In an ancient story from China, traps were set for monkeys by hollowing out a coconut the size of a monkey’s open hand and placing rice in it. When the monkey fisted the rice, its hand could no longer fit back out through the opening. The monkeys that were caught were those who would not let go of the rice—becoming prisoners of their own making.
I read this allegory in Mark Nepo’s Book of Awakening on March 7—the day I could not get up off the floor and later fainted from the pain in my low back.
Ever wise, Nepo asks: What is our rice and what is keeping us from opening our grip and letting it go? For Nepo, it was his mother’s elusive love and approval: “I realized that had been my rice—the more it has not come, the tighter my grip…my hunger for love has always been the master of my reach.”
As I pondered this, lying stiffly on my back in bed, the word that floated up was “control.”
Control was my rice—wanting something to be different.
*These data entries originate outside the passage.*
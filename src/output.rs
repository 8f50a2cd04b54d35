use std::fs::File;
use std::io::{self, BufWriter, Write};
use std::path::Path;

use anyhow::{Context, Result};
use flate2::{write::GzEncoder, Compression};
use log::info;

use crate::breakpoints::BreakendSet;
use crate::constants::{MISSING_FIELD, RESULT_TABLE_HEADER, SCORE_TABLE_HEADER};
use crate::merge::BreakendRecord;
use crate::pipeline::{RtOutcome, RtReport};
use crate::utils::{is_gz_path, join_set};

/// Buffered writer that gzips when the path ends in `.gz`.
pub struct TableWriter {
    file_name: String,
    inner: Option<Box<dyn Write>>,
    gz: Option<GzEncoder<BufWriter<File>>>,
}

impl TableWriter {
    pub fn new<P: AsRef<Path>>(path: P) -> io::Result<Self> {
        let file = File::create(&path)?;
        let fname = path.as_ref().to_string_lossy().to_string();

        if is_gz_path(&path) {
            Ok(TableWriter {
                file_name: fname,
                inner: None,
                gz: Some(GzEncoder::new(BufWriter::new(file), Compression::default())),
            })
        } else {
            Ok(TableWriter {
                file_name: fname,
                inner: Some(Box::new(BufWriter::new(file))),
                gz: None,
            })
        }
    }

    pub fn write_line(&mut self, fields: &[String]) -> io::Result<()> {
        let mut line = fields.join("\t");
        line.push('\n');
        self.write_all_bytes(line.as_bytes())
    }

    pub fn write_all_bytes(&mut self, bytes: &[u8]) -> io::Result<()> {
        if let Some(gz) = self.gz.as_mut() {
            gz.write_all(bytes)
        } else if let Some(w) = self.inner.as_mut() {
            w.write_all(bytes)
        } else {
            Err(io::Error::new(
                io::ErrorKind::BrokenPipe,
                format!("Writer for {} has been finished", self.file_name),
            ))
        }
    }

    pub fn finish(&mut self) -> io::Result<()> {
        if let Some(gz) = self.gz.take() {
            let mut buf = gz.finish()?;
            buf.flush()?;
        }
        if let Some(mut w) = self.inner.take() {
            w.flush()?;
        }
        Ok(())
    }
}

impl Drop for TableWriter {
    fn drop(&mut self) {
        if let Err(e) = self.finish() {
            log::error!("Can not finish writer {}: {}", self.file_name, e);
        }
    }
}

fn record_fields(
    gene: &str,
    category: &str,
    record: &BreakendRecord,
    breakends: &BreakendSet,
) -> Vec<String> {
    let bnd = breakends.get(record.breakend);
    vec![
        gene.to_string(),
        category.to_string(),
        bnd.id.clone(),
        bnd.chrom.clone(),
        bnd.pos.to_string(),
        bnd.strand.to_string(),
        bnd.partner.clone(),
        join_set(&record.exon_ids),
        join_set(&record.tx_names),
        join_set(&record.gene_symbols),
    ]
}

/// Render the per-gene result table; a single header line when there are no
/// events.
pub fn result_lines(report: &RtReport, breakends: &BreakendSet) -> Vec<Vec<String>> {
    let mut lines = vec![RESULT_TABLE_HEADER.iter().map(|s| s.to_string()).collect()];

    let genes = match &report.outcome {
        RtOutcome::Events(genes) => genes,
        RtOutcome::NoEvents => return lines,
    };

    for (gene, result) in genes.iter() {
        for record in result.junctions.iter() {
            let mut fields = record_fields(gene, "junction", record, breakends);
            fields.push(MISSING_FIELD.to_string());
            fields.push(MISSING_FIELD.to_string());
            lines.push(fields);
        }
        for site in result.insertion_sites.iter() {
            let mut fields = record_fields(gene, "insertion_site", &site.record, breakends);
            let validated = if site.tx_validated.is_empty() {
                MISSING_FIELD.to_string()
            } else {
                site.tx_validated
                    .iter()
                    .map(|(tx, v)| format!("{}:{}", tx, v))
                    .collect::<Vec<String>>()
                    .join(",")
            };
            fields.push(validated);
            fields.push(site.junction_validated.to_string());
            lines.push(fields);
        }
    }
    lines
}

pub fn score_lines(report: &RtReport) -> Vec<Vec<String>> {
    let mut lines = vec![SCORE_TABLE_HEADER.iter().map(|s| s.to_string()).collect()];
    for score in report.scores.iter() {
        lines.push(vec![
            score.tx_name.clone(),
            score.supported.to_string(),
            score.expected.to_string(),
            format!("{:.4}", score.score),
            score.passes(report.params.minscore).to_string(),
        ]);
    }
    lines
}

fn write_lines<P: AsRef<Path>>(path: P, lines: &[Vec<String>]) -> Result<()> {
    let path = path.as_ref();
    let mut writer = TableWriter::new(path)
        .with_context(|| format!("Failed to create output file {}", path.display()))?;
    for line in lines {
        writer.write_line(line)?;
    }
    writer.finish()?;
    Ok(())
}

pub fn save_results<P: AsRef<Path>>(
    path: P,
    report: &RtReport,
    breakends: &BreakendSet,
) -> Result<()> {
    let lines = result_lines(report, breakends);
    info!(
        "Saving {} result rows to {}",
        lines.len() - 1,
        path.as_ref().display()
    );
    write_lines(path, &lines)
}

pub fn save_scores<P: AsRef<Path>>(path: P, report: &RtReport) -> Result<()> {
    info!(
        "Saving {} transcript scores to {}",
        report.scores.len(),
        path.as_ref().display()
    );
    write_lines(path, &score_lines(report))
}

pub fn save_json<P: AsRef<Path>>(path: P, report: &RtReport) -> Result<()> {
    let path = path.as_ref();
    let mut writer = TableWriter::new(path)
        .with_context(|| format!("Failed to create output file {}", path.display()))?;
    let json = serde_json::to_vec_pretty(report)?;
    writer.write_all_bytes(&json)?;
    writer.finish()?;
    info!("Saved JSON report to {}", path.display());
    Ok(())
}

#[cfg(test)]
mod tests {
    use super::*;
    use crate::pipeline::{rt_detect, RtParams};
    use crate::testutil::*;
    use flate2::read::GzDecoder;
    use std::io::Read;
    use tempfile::Builder;

    fn report() -> (RtReport, BreakendSet) {
        let mut all = intronic_breakends();
        all.extend(insertion_breakends());
        let bnds = breakend_set(all);
        let params = RtParams {
            maxgap: 50,
            minscore: 0.4,
        };
        (rt_detect(&bnds, &tx1_annotation(), &params).unwrap(), bnds)
    }

    #[test]
    fn test_result_lines() {
        let (report, bnds) = report();
        let lines = result_lines(&report, &bnds);
        // header + 4 junctions + 2 insertion-site rows
        assert_eq!(lines.len(), 7);
        assert!(lines.iter().all(|l| l.len() == RESULT_TABLE_HEADER.len()));

        let c1 = lines.iter().find(|l| l[2] == "C1").unwrap();
        assert_eq!(c1[1], "insertion_site");
        assert_eq!(c1[7], "E5");
        assert_eq!(c1[10], "TX1:true");
        assert_eq!(c1[11], "true");

        let d1 = lines.iter().find(|l| l[2] == "D1").unwrap();
        assert_eq!(d1[0], "GENE1");
        assert_eq!(d1[7], ".");
        assert_eq!(d1[11], "false");
    }

    #[test]
    fn test_score_lines() {
        let (report, _) = report();
        let lines = score_lines(&report);
        assert_eq!(lines[1], vec!["TX1", "2", "4", "0.5000", "true"]);
    }

    #[test]
    fn test_save_gz_round_trip() {
        let (report, bnds) = report();
        let file = Builder::new().suffix(".tsv.gz").tempfile().unwrap();
        save_results(file.path(), &report, &bnds).unwrap();

        let mut text = String::new();
        GzDecoder::new(File::open(file.path()).unwrap())
            .read_to_string(&mut text)
            .unwrap();

        assert!(text.starts_with("gene_symbol\tcategory"));
        assert_eq!(text.lines().count(), 7);
    }

    #[test]
    fn test_save_plain_scores() {
        let (report, _) = report();
        let file = Builder::new().suffix(".tsv").tempfile().unwrap();
        save_scores(file.path(), &report).unwrap();

        let text = std::fs::read_to_string(file.path()).unwrap();
        assert_eq!(text.lines().next(), Some("transcript_name\tsupported\texpected\tscore\tpassed"));
        assert!(text.contains("TX1\t2\t4\t0.5000\ttrue"));
    }
}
This longed for new chapter in Barcelona—this third act on the threshold of age 65—was going to go exactly as planned if I had anything to do with it. I would accomplish the move to Spain, find a place to live, continue to work on my work projects and creative writing including the novel I’m trying to publish and be absolutely ready to travel to South America for a month, including an ascent of Machu Picchu. And why wouldn’t all this be in my control?, I told myself. Mind over matter has always been my mantra.
Instead my body, my low back in particular, was letting me down precisely when I needed it most. I desperately wanted things to be different. The more I held tightly to the idea that I could control this situation and somehow survive a 12-hour flight to Lima, Peru, the more my body protested—until the day I couldn’t get off the floor.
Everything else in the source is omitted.